CATANIA, Italy, March 18, 2025 /PRNewswire/ -- SIFI, a leading international pharmaceutical company specializing in ophthalmology, is pleased to announce a scientific collaboration with the University of California, San Francisco ("UCSF") aimed at improving the management of Acanthamoeba Keratitis ("AK").

The Parasitic Ulcer Treatment Trial ("PUTT") is an investigator-initiated study led by Dr. Jeremy Keenan, Professor of Ophthalmology at UCSF, and performed at multiple sites across the United States of America, Brazil, India and the United Kingdom, with the objective of enrolling 232 patients. The primary objective of this multicenter, randomized controlled trial is to determine whether patients who start topical corticosteroids 1 month after beginning an anti-acanthamoebic regimen will have better visual acuity at 6 months compared to patients given a placebo eyedrop.

SIFI received a Marketing Authorization from the European Commission for Akantior® (polihexanide 0.08%) in August 2024 after over 15 years of research and development. Its approval was supported by the ODAK trial, the largest Phase 3 study ever conducted for AK, which demonstrated high cure rates and set a new standard of care. SIFI holds international patents on Akantior®, including the US application 2023/0263824.
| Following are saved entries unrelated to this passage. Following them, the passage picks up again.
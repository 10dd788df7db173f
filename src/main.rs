//! cardwatch command-line interface

use clap::{Parser, Subcommand};
use std::path::PathBuf;
use std::sync::Arc;
use std::sync::atomic::{AtomicBool, Ordering};
use tracing::{info, warn};
use tracing_subscriber::EnvFilter;

use cardwatch::{
    AliasResolver, AliasStore, CardMonitor, ConditionSink, Config, PcscConnector, ResolvePolicy,
    Watcher, batch_channel,
};

#[derive(Parser)]
#[command(
    version,
    about = "Watch smart-card readers and publish card aliases to a condition document"
)]
struct Cli {
    /// Trace level output
    #[arg(short, long)]
    verbose: bool,

    #[command(subcommand)]
    command: Commands,
}

#[derive(Subcommand)]
enum Commands {
    /// List available readers
    List,

    /// Watch readers and publish the card alias on removal
    Watch {
        /// Path to the JSON alias store
        #[arg(long)]
        aliases: Option<PathBuf>,

        /// Path to the condition XML document (per-OS default if omitted)
        #[arg(long)]
        conditions: Option<PathBuf>,

        /// Value written to the condition id attribute
        #[arg(long)]
        id: Option<String>,

        /// Prompt for a name when an unknown card is inserted
        #[arg(long, conflicts_with = "silent")]
        register: bool,

        /// Do not log a notice for unknown cards
        #[arg(long)]
        silent: bool,
    },
}

fn main() -> Result<(), Box<dyn std::error::Error>> {
    let cli = Cli::parse();

    setup_logging(cli.verbose);

    match cli.command {
        Commands::List => list_readers()?,
        Commands::Watch {
            aliases,
            conditions,
            id,
            register,
            silent,
        } => {
            let policy = if register {
                ResolvePolicy::InteractiveRegister
            } else if silent {
                ResolvePolicy::SilentDefault
            } else {
                ResolvePolicy::ReadOnly
            };

            let mut config = Config::new().with_policy(policy);
            if let Some(path) = aliases {
                config = config.with_alias_path(path);
            }
            if let Some(path) = conditions {
                config = config.with_condition_path(path);
            }
            if let Some(id) = id {
                config = config.with_condition_id(id);
            }

            watch(config)?;
        }
    }

    Ok(())
}

fn list_readers() -> cardwatch::Result<()> {
    let connector = PcscConnector::new()?;
    let readers = connector.list_readers()?;

    println!("Available readers:");
    for (i, reader) in readers.iter().enumerate() {
        let status = if reader.has_card() {
            "card present"
        } else {
            "no card"
        };
        println!("{}. {} ({})", i + 1, reader.name(), status);
    }

    Ok(())
}

fn watch(config: Config) -> Result<(), Box<dyn std::error::Error>> {
    // A broken store is reported but never fatal; the watcher starts empty
    let store = match AliasStore::load(&config.alias_path) {
        Ok(store) => store,
        Err(e) => {
            warn!(error = %e, path = %config.alias_path.display(), "could not load alias store, starting empty");
            AliasStore::new()
        }
    };
    info!(
        aliases = store.len(),
        path = %config.alias_path.display(),
        "alias store loaded"
    );

    let connector = PcscConnector::new()?;
    let monitor = CardMonitor::create()?;
    let (sender, receiver) = batch_channel();
    monitor.watch_channel(sender)?;

    let running = Arc::new(AtomicBool::new(true));
    let flag = Arc::clone(&running);
    ctrlc::set_handler(move || {
        flag.store(false, Ordering::SeqCst);
    })?;

    let resolver = AliasResolver::new(config.policy, config.alias_path.clone());
    let sink = ConditionSink::new(&config.condition_path).with_id(&config.condition_id);

    info!(
        conditions = %config.condition_path.display(),
        "watching for card events, Ctrl+C to exit"
    );

    let mut watcher = Watcher::new(connector, store, resolver, sink);
    watcher.run(&receiver, &running);

    monitor.stop();
    info!("monitor stopped");

    Ok(())
}

fn setup_logging(verbose: bool) {
    tracing_subscriber::fmt()
        .with_env_filter(env_filter(verbose))
        .with_ansi(true)
        .init();
}

/// Filter defaulting to INFO (DEBUG with `--verbose`); `RUST_LOG` overrides
fn env_filter(verbose: bool) -> EnvFilter {
    let level = if verbose {
        tracing::Level::DEBUG
    } else {
        tracing::Level::INFO
    };

    EnvFilter::builder()
        .with_default_directive(level.into())
        .from_env_lossy()
}

#[cfg(test)]
mod tests {
    use super::*;

    // Card insertion/removal outcomes are logged at INFO; the default filter
    // must let them through without RUST_LOG being set.
    #[test]
    fn default_filter_admits_info_events() {
        assert!(env_filter(false).to_string().contains("info"));
    }

    #[test]
    fn verbose_filter_admits_debug_events() {
        assert!(env_filter(true).to_string().contains("debug"));
    }
}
Polihexanide 0.08%, not yet commercially available outside the European Economic Area, will be accessible for AK patients being enrolled in the PUTT at the following sites:

  • Francis I. Proctor Foundation at the University of California, San Francisco (USA)
  • Eye and Ear Infirmary at the University of Illinois at Chicago (USA)
  • Jules Stein Eye Institute at University of California, Los Angeles (USA)
  • Bascom Palmer Eye Institute at the University of Miami (USA)
  • Wilmer Eye Institute at Johns Hopkins University (USA)
  • Casey Eye Institute at Oregon Health Science University (USA)
  • University of Pennsylvania (Philadelphia, Pennsylvania, USA)
  • University of Iowa (USA)
  • Columbia University (USA)
  • University of Florida (USA)
  • São Paulo Hospital at the Federal University of Sao Paulo (Brazil)
  • Moorfields Eye Hospital (England)
  • Aravind Eye Care System (India)

On March 6th, the first US patient was dosed at UCSF with SIFI's Polihexanide 0.08% under the study protocol.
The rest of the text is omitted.